Preheat the oven to 180°C. Blend together the butter, 420 g caster sugar and the almond extract, then add the eggs, one at a time, and the lemon rind and blend until pale and creamy.

Sift the dry ingredients together and add to the butter mixture. Beat in the milk mto form a glossy batter. Pour evenly into two greased 12 x 25 cm (medium-sized) loaf pans. Toss the cherries in a little flour then scatter them into the batter and set aside.

Whisk the egg whites until stiff, then add the remaining caster sugar and beat until the silky mixture holds together nicely. Fold in the coconut, then spoon the meringue mixture on top of the cakes in fluffy peaks.

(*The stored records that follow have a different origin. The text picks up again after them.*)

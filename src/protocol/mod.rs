//! Ingest wire protocol
//!
//! Two framings are in use by producers in the field:
//!
//! ```text
//! Marked:  [0xED][0x9E][type:1][size:4 LE][payload:size]
//! Plain:   [type:1][width:4 LE][height:4 LE]            (type 1)
//!          [type:1][size:4 LE][payload:size]            (types 2, 3)
//! ```
//!
//! Only the marked framing can recover from misalignment. Both are read by
//! the same [`FrameDecoder`], selected through [`WireFormat`].

pub mod constants;
pub mod decoder;
pub mod encoder;
pub mod message;

pub use decoder::{DecoderConfig, FrameDecoder, WireFormat};
pub use encoder::encode_message;
pub use message::{Dimensions, Message, MessageType};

Bake for 1 hour, then remove from the oven and allow to cool. Drizzle with lemony icing and decorate with
 marzipan letters.

To make the lemon icing and marzipan lettering: Sift the icing sugar then whisk in the lemon juice, a little at a time, until the consistency of the mixture begins to thicken.

Drizzle over the meringue-topped cakes then dust lightly with icing sugar. Roll out the marzipan and lay a letter stencil on top of the sheet. Cut your desired letters from the marzipan and arrange on top of the cake to form your chosen word.

Cook’s note:
Tossing the cherries in a little flour stops them from sinking into the mixture when baking.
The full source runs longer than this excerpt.